Bad schools deny constitutional rights, suit claims

Rhode Islanders can’t exercise their constitutional rights because they’ve been denied an adequate education, according to a federal class-action lawsuit filed this week.

“The 14 plaintiffs in Cook v. Raimondo, all public-school students or parents on behalf of their children, accuse the state of Rhode Island of providing an education so inferior that the state has failed to fulfill its duties under the U.S. Constitution,” reports Alia Wong in The Atlantic.

“There is no explicit guarantee of education in the Constitution,” notes Wong.
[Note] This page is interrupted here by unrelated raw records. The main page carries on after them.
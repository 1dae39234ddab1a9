// Server module - builds the HTTP application around an AppState

use axum::Router;
use axum::http::HeaderValue;
use std::net::TcpListener;
use tower_http::cors::{Any, CorsLayer};
use tower_http::trace::TraceLayer;
use utoipa::OpenApi;
use utoipa_swagger_ui::SwaggerUi;

use crate::api;
use crate::api_docs::ApiDoc;
use crate::infrastructure::AppState;

/// Full application: `/api` routes, OpenAPI docs, tracing and CORS.
/// An empty origin list allows any origin.
pub fn build_app(state: AppState, cors_allowed_origins: &[String]) -> Router {
    let cors = if cors_allowed_origins.is_empty() {
        CorsLayer::new()
            .allow_origin(Any)
            .allow_methods(Any)
            .allow_headers(Any)
    } else {
        let mut origins = Vec::new();
        for origin in cors_allowed_origins {
            match origin.parse::<HeaderValue>() {
                Ok(v) => origins.push(v),
                Err(e) => tracing::error!("Failed to parse CORS origin '{}': {}", origin, e),
            }
        }
        CorsLayer::new()
            .allow_origin(origins)
            .allow_methods(Any)
            .allow_headers(Any)
    };

    Router::new()
        .merge(SwaggerUi::new("/api/docs").url("/api-docs/openapi.json", ApiDoc::openapi()))
        .nest("/api", api::api_router(state))
        .layer(TraceLayer::new_for_http())
        .layer(cors)
}

/// Find an available port starting from the preferred port (0.0.0.0)
pub fn find_available_port(preferred_port: u16) -> Option<u16> {
    // Try preferred port first
    if TcpListener::bind(("0.0.0.0", preferred_port)).is_ok() {
        return Some(preferred_port);
    }

    // Scan next 100 ports
    ((preferred_port.saturating_add(1))..(preferred_port.saturating_add(100)))
        .find(|&port| TcpListener::bind(("0.0.0.0", port)).is_ok())
}
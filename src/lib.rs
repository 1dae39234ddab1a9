pub mod api;
pub mod api_docs;
pub mod domain;
pub mod infrastructure;
pub mod models;
pub mod services;

pub use infrastructure::auth;
pub use infrastructure::config;
pub use infrastructure::db;
pub use infrastructure::seed;
pub use infrastructure::server;
pub use infrastructure::AppState;
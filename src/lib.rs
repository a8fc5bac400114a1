//!
//! Coordinate reference system transformation library
//!
//! Based on the proj4 family of algorithms.
//!
//! References:
//! * <http://docs.opengeospatial.org/as/18-005r5/18-005r5.html>
//! * <https://proj.org/development/reference/cpp/cpp_general.html>
//!
//! The crate converts coordinates between any two CRSs declared in
//! PROJ-string, WKT1, WKT2 or PROJJSON form, or registered under an
//! authority code. The transformation pipeline composes unit and axis
//! normalisation, inverse projection, datum shift (Helmert parameters or
//! grid interpolation) and forward projection, with the classic proj4
//! short-circuits for identical datums.
//!
//! The crate performs no I/O: grid-shift files (NTv2, GeoTIFF) are handed
//! over as raw byte slices through [`nadgrids`].
//!

mod datum_params;
mod datum_transform;
mod datums;
mod defn;
mod ellipsoids;
mod ellps;
mod geocent;
mod math;
mod parameters;
mod prime_meridians;
mod projstring;
mod units;

pub mod adaptors;
pub mod errors;
pub mod nadgrids;
pub mod point;
pub mod proj;
pub mod projections;
pub mod projjson;
pub mod registry;
pub mod serializers;
pub mod transform;
pub mod transformer;
pub mod wkt;

// Reexports
pub use defn::Defn;
pub use point::Point;
pub use proj::Proj;
pub use transformer::Transformer;

#[cfg(test)]
mod tests;

// log for logging (optional).
#[cfg(feature = "logging")]
use log;

#[cfg(not(feature = "logging"))]
mod log {
    // Use __XXX__ to prevent 'ambiguous name' error
    // when exporting
    macro_rules! __trace__    ( ($($tt:tt)*) => {{}} );
    macro_rules! __debug__    ( ($($tt:tt)*) => {{}} );
    macro_rules! __error__    ( ($($tt:tt)*) => {{}} );
    macro_rules! __info__     ( ($($tt:tt)*) => {{}} );
    macro_rules! __warn__     ( ($($tt:tt)*) => {{}} );

    #[allow(unused_imports)]
    pub(crate) use {
        __debug__ as debug, __error__ as error, __info__ as info, __trace__ as trace,
        __warn__ as warn,
    };
}
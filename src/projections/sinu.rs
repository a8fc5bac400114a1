//!
//! Sinusoidal (Sanson-Flamsteed)
//!
//! Pseudocylindrical, equal area. The ellipsoidal form runs on the
//! meridional distance series.
//!
//! ref: <https://proj.org/operations/projections/sinu.html>
//!
use crate::errors::{Error, Result};
use crate::math::{
    consts::{EPS_10, FRAC_PI_2},
    enfn, inv_mlfn, mlfn, Enfn,
};
use crate::parameters::ParamList;
use crate::proj::ProjData;

// Projection stub
super::projection! { sinu }

#[derive(Debug, Clone)]
pub(crate) enum Projection {
    Sph,
    Ell { es: f64, en: Enfn },
}

impl Projection {
    pub fn sinu(p: &mut ProjData, _params: &ParamList) -> Result<Self> {
        if p.ellps.is_ellipsoid() {
            Ok(Self::Ell {
                es: p.ellps.es,
                en: enfn(p.ellps.es),
            })
        } else {
            Ok(Self::Sph)
        }
    }

    pub fn forward(&self, lam: f64, phi: f64, z: f64) -> Result<(f64, f64, f64)> {
        match self {
            Self::Ell { es, en } => {
                let (s, c) = phi.sin_cos();
                Ok((
                    lam * c / (1. - es * s * s).sqrt(),
                    mlfn(phi, s, c, *en),
                    z,
                ))
            }
            Self::Sph => Ok((lam * phi.cos(), phi, z)),
        }
    }

    pub fn inverse(&self, x: f64, y: f64, z: f64) -> Result<(f64, f64, f64)> {
        match self {
            Self::Ell { es, en } => {
                let phi = inv_mlfn(y, *es, *en)?;
                let s = phi.abs();
                if s < FRAC_PI_2 {
                    let sinphi = phi.sin();
                    Ok((
                        x * (1. - es * sinphi * sinphi).sqrt() / phi.cos(),
                        phi,
                        z,
                    ))
                } else if (s - EPS_10) < FRAC_PI_2 {
                    Ok((0., phi, z))
                } else {
                    Err(Error::CoordTransOutsideProjectionDomain)
                }
            }
            Self::Sph => {
                let phi = y;
                let s = phi.abs();
                if s < FRAC_PI_2 {
                    Ok((x / phi.cos(), phi, z))
                } else if (s - EPS_10) < FRAC_PI_2 {
                    Ok((0., if phi < 0. { -FRAC_PI_2 } else { FRAC_PI_2 }, z))
                } else {
                    Err(Error::CoordTransOutsideProjectionDomain)
                }
            }
        }
    }

    pub const fn has_inverse() -> bool {
        true
    }

    pub const fn has_forward() -> bool {
        true
    }
}

#[cfg(test)]
mod tests {
    use crate::math::consts::EPS_10;
    use crate::proj::Proj;
    use crate::tests::utils::{test_proj_forward, test_proj_inverse};

    #[test]
    fn proj_sinu_ellps() {
        let p = Proj::from_proj_string("+proj=sinu +ellps=GRS80").unwrap();

        // Reference values from proj 9: echo 2 1 | proj +proj=sinu +ellps=GRS80
        let inputs = [
            ((2., 1., 0.), (222605.29953946592, 110574.38855415257, 0.)),
            ((2., -1., 0.), (222605.29953946592, -110574.38855415257, 0.)),
            ((-2., 1., 0.), (-222605.29953946592, 110574.38855415257, 0.)),
            (
                (-2., -1., 0.),
                (-222605.29953946592, -110574.38855415257, 0.),
            ),
        ];

        test_proj_forward(&p, &inputs, 1e-8);
        test_proj_inverse(&p, &inputs, 1e-8);
    }

    #[test]
    fn proj_sinu_sphere_roundtrip() {
        let p = Proj::from_proj_string("+proj=sinu +R=6400000").unwrap();

        let (lam, phi) = (12f64.to_radians(), 55f64.to_radians());
        let (x, y, _) = p.projection().forward(lam, phi, 0.).unwrap();
        let (rlam, rphi, _) = p.projection().inverse(x, y, 0.).unwrap();
        approx::assert_abs_diff_eq!(rlam, lam, epsilon = EPS_10);
        approx::assert_abs_diff_eq!(rphi, phi, epsilon = EPS_10);
    }

    #[test]
    fn proj_sinu_equator_is_linear() {
        let p = Proj::from_proj_string("+proj=sinu +R=6371000").unwrap();
        let (x, y, _) = p.projection().forward(1f64.to_radians(), 0., 0.).unwrap();
        approx::assert_abs_diff_eq!(x, 1f64.to_radians(), epsilon = 1e-15);
        assert_eq!(y, 0.);
    }
}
In the 1973 Rodriguez case, the U.S. Supreme Court, on a 5-4 vote, ruled that “the equal-protection clause couldn’t be used to challenge school-financing formulas.”

 

Michael Rebell, the lead counsel on the Rhode Island case and an education-law professor at Columbia’s Teachers College, told Wong why he thinks a federal case can succeed.
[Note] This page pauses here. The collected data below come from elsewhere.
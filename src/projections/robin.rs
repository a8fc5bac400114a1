//!
//! Robinson
//!
//! Table driven pseudocylindrical projection for world maps. The
//! coefficient tables interpolate Robinson's original 5 degree nodes
//! with cubics; the inverse brackets the latitude in the Y table and
//! refines with Newton-Raphson.
//!
//! ref: <https://proj.org/operations/projections/robin.html>
//!
use crate::ellps::Ellipsoid;
use crate::errors::{Error, Result};
use crate::math::consts::FRAC_PI_2;
use crate::parameters::ParamList;
use crate::proj::ProjData;

// Projection stub
super::projection! { robin }

type Coefs = [f64; 4];

// Cubic spline coefficients over 5 degree latitude nodes
#[rustfmt::skip]
const COEFS_X: [Coefs; 19] = [
    [1.0,    2.2199e-17,  -7.15515e-05, 3.1103e-06],
    [0.9986, -0.000482243, -2.4897e-05, -1.3309e-06],
    [0.9954, -0.00083103,  -4.48605e-05, -9.86701e-07],
    [0.99,   -0.00135364,  -5.9661e-05,  3.6777e-06],
    [0.9822, -0.00167442,  -4.49547e-06, -5.72411e-06],
    [0.973,  -0.00214868,  -9.03571e-05, 1.8736e-08],
    [0.96,   -0.00305085,  -9.00761e-05, 1.64917e-06],
    [0.9427, -0.00382792,  -6.53386e-05, -2.6154e-06],
    [0.9216, -0.00467746,  -0.00010457,  4.81243e-06],
    [0.8962, -0.00536223,  -3.23831e-05, -5.43432e-06],
    [0.8679, -0.00609363,  -0.000113898, 3.32484e-06],
    [0.835,  -0.00698325,  -6.40253e-05, 9.34959e-07],
    [0.7986, -0.00755338,  -5.00009e-05, 9.35324e-07],
    [0.7597, -0.00798324,  -3.5971e-05,  -2.27626e-06],
    [0.7186, -0.00851367,  -7.01149e-05, -8.6303e-06],
    [0.6732, -0.00986209,  -0.000199569, 1.91974e-05],
    [0.6213, -0.010418,    8.83923e-05,  6.24051e-06],
    [0.5722, -0.00906601,  0.000182,     6.24051e-06],
    [0.5322, -0.00677797,  0.000275608,  6.24051e-06],
];

#[rustfmt::skip]
const COEFS_Y: [Coefs; 19] = [
    [-5.20417e-18, 0.0124,     1.21431e-18,  -8.45284e-11],
    [0.062,        0.0124,     -1.26793e-09, 4.22642e-10],
    [0.124,        0.0124,     5.07171e-09,  -1.60604e-09],
    [0.186,        0.0123999,  -1.90189e-08, 6.00152e-09],
    [0.248,        0.0124002,  7.10039e-08,  -2.24e-08],
    [0.31,         0.0123992,  -2.64997e-07, 8.35986e-08],
    [0.372,        0.0124029,  9.88983e-07,  -3.11994e-07],
    [0.434,        0.0123893,  -3.69093e-06, -4.35621e-07],
    [0.4958,       0.0123198,  -1.02252e-05, -3.45523e-07],
    [0.5571,       0.0121916,  -1.54081e-05, -5.82288e-07],
    [0.6176,       0.0119938,  -2.41424e-05, -5.25327e-07],
    [0.6769,       0.011713,   -3.20223e-05, -5.16405e-07],
    [0.7346,       0.0113541,  -3.97684e-05, -6.09052e-07],
    [0.7903,       0.0109107,  -4.89042e-05, -1.04739e-06],
    [0.8435,       0.0103431,  -6.4615e-05,  -1.40374e-09],
    [0.8936,       0.00969686, -6.4636e-05,  -8.547e-06],
    [0.9394,       0.00840947, -0.000192841, -4.2106e-06],
    [0.9761,       0.00616527, -0.000256,    -4.2106e-06],
    [1.0,          0.00328947, -0.000319159, -4.2106e-06],
];

const FXC: f64 = 0.8487;
const FYC: f64 = 1.3523;
// 1 / 5 degrees, in degrees per radian
const C1: f64 = 11.45915590261646417544;
// 5 degrees in radians
const RC1: f64 = 0.08726646259971647884;
const NODES: usize = 18;
const ONEEPS: f64 = 1.000001;
const EPS: f64 = 1e-8;
const NITER: usize = 100;

#[inline]
fn v(c: &Coefs, z: f64) -> f64 {
    c[0] + z * (c[1] + z * (c[2] + z * c[3]))
}

#[inline]
fn dv(c: &Coefs, z: f64) -> f64 {
    c[1] + z * (2. * c[2] + z * 3. * c[3])
}

#[derive(Debug, Clone)]
pub(crate) struct Projection {}

impl Projection {
    pub fn robin(p: &mut ProjData, _params: &ParamList) -> Result<Self> {
        // Spherical only
        p.ellps = Ellipsoid::sphere(p.ellps.a)?;
        Ok(Self {})
    }

    pub fn forward(&self, lam: f64, phi: f64, z: f64) -> Result<(f64, f64, f64)> {
        if phi.is_nan() || lam.is_nan() {
            return Err(Error::NanCoordinateValue);
        }

        let mut dphi = phi.abs();
        let i = ((dphi * C1 + 1e-15).floor() as usize).min(NODES);
        dphi = (dphi - RC1 * i as f64).to_degrees();

        let x = v(&COEFS_X[i], dphi) * FXC * lam;
        let mut y = v(&COEFS_Y[i], dphi) * FYC;
        if phi < 0. {
            y = -y;
        }
        Ok((x, y, z))
    }

    pub fn inverse(&self, x: f64, y: f64, z: f64) -> Result<(f64, f64, f64)> {
        let mut lam = x / FXC;
        let mut phi = (y / FYC).abs();

        if phi >= 1. {
            // pathologic cases at the map boundary
            if phi > ONEEPS {
                return Err(Error::CoordTransOutsideProjectionDomain);
            }
            phi = if y < 0. { -FRAC_PI_2 } else { FRAC_PI_2 };
            lam /= COEFS_X[NODES][0];
            return Ok((lam, phi, z));
        }

        // bracket the Y table row
        let mut i = (phi * NODES as f64).floor() as usize;
        if i >= NODES {
            i = NODES - 1;
        }
        loop {
            if COEFS_Y[i][0] > phi {
                i -= 1;
            } else if COEFS_Y[i + 1][0] <= phi {
                i += 1;
            } else {
                break;
            }
        }

        let cy = COEFS_Y[i];
        // first guess, linear interpolation over the 5 degree interval
        let mut t = 5. * (phi - cy[0]) / (COEFS_Y[i + 1][0] - cy[0]);
        let root = [cy[0] - phi, cy[1], cy[2], cy[3]];

        // Newton-Raphson refinement
        let mut k = NITER;
        loop {
            let t1 = v(&root, t) / dv(&root, t);
            t -= t1;
            if t1.abs() < EPS {
                break;
            }
            k -= 1;
            if k == 0 {
                return Err(Error::ToleranceConditionError);
            }
        }

        phi = (5. * i as f64 + t).to_radians();
        if y < 0. {
            phi = -phi;
        }
        lam /= v(&COEFS_X[i], t);

        Ok((lam, phi, z))
    }

    pub const fn has_inverse() -> bool {
        true
    }

    pub const fn has_forward() -> bool {
        true
    }
}

#[cfg(test)]
mod tests {
    use crate::proj::Proj;
    use crate::tests::utils::{test_proj_forward, test_proj_inverse};

    #[test]
    fn proj_robin_forward() {
        let p = Proj::from_proj_string("+proj=robin +a=6378137").unwrap();

        let inputs = [(
            (20., 30., 0.),
            (1813955.5552560245, 3208557.5354172005, 0.),
        )];

        test_proj_forward(&p, &inputs, 1e-6);
        test_proj_inverse(&p, &inputs, 1e-6);
    }

    #[test]
    fn proj_robin_graticule_roundtrip() {
        let p = Proj::from_proj_string("+proj=robin +a=6378137").unwrap();

        let mut lat = -85.0f64;
        while lat <= 85. {
            let mut lon = -175.0f64;
            while lon <= 175. {
                let (lam, phi) = (lon.to_radians(), lat.to_radians());
                let (x, y, _) = p.projection().forward(lam, phi, 0.).unwrap();
                let (rlam, rphi, _) = p.projection().inverse(x, y, 0.).unwrap();
                approx::assert_abs_diff_eq!(rlam, lam, epsilon = 1e-8);
                approx::assert_abs_diff_eq!(rphi, phi, epsilon = 1e-8);
                lon += 35.;
            }
            lat += 17.;
        }
    }

    #[test]
    fn proj_robin_poles() {
        let p = Proj::from_proj_string("+proj=robin +a=6378137").unwrap();
        let (_, y, _) = p
            .projection()
            .forward(0., 90f64.to_radians(), 0.)
            .unwrap();
        // map height at the pole is FYC * Y[18](0) = 1.3523
        approx::assert_abs_diff_eq!(y, 1.3523, epsilon = 1e-12);
    }
}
. . . lawyers for the plaintiffs identified in Rhode Island’s education system a perfect case study for the modern-day challenges dogging public schools across the country—significant socioeconomic inequality and wide achievement gaps, for example, and a steadily growing population of immigrants, many of them Latino. (The number of Latinos in the state has tripled since 1990; they’re expected to make up 14 percent of the population by 2032.) Rhode Island has some of the worst segregation in the country: One in five schools is at least 90 percent white, while more than one in 10 is at least 90 percent students of color. The way Rebell describes it, the state has failed to support the needs of students who are learning English as a second language, a failure that he argues prevents them from exercising their constitutional rights.

“It occurred to me that you really need the basics of being able to speak English,” Rebell told me earlier this year, “and that [in a place like Rhode Island], you have a long ways to go if you want to say you’re preparing all kids for capable citizenship.”

The lawsuit also stresses the state’s failure to teach civics, writes Wong. “Like many states, Rhode Island’s social-studies policy is vague; there is neither a required civics course nor a required American-history curriculum.”

The Rhode Island lawsuit potentially affects more students than Gary B. v. Snyder, which “accuses the state of Michigan of violating the Constitution by denying students in Detroit the opportunity to become literate,” writes Wong.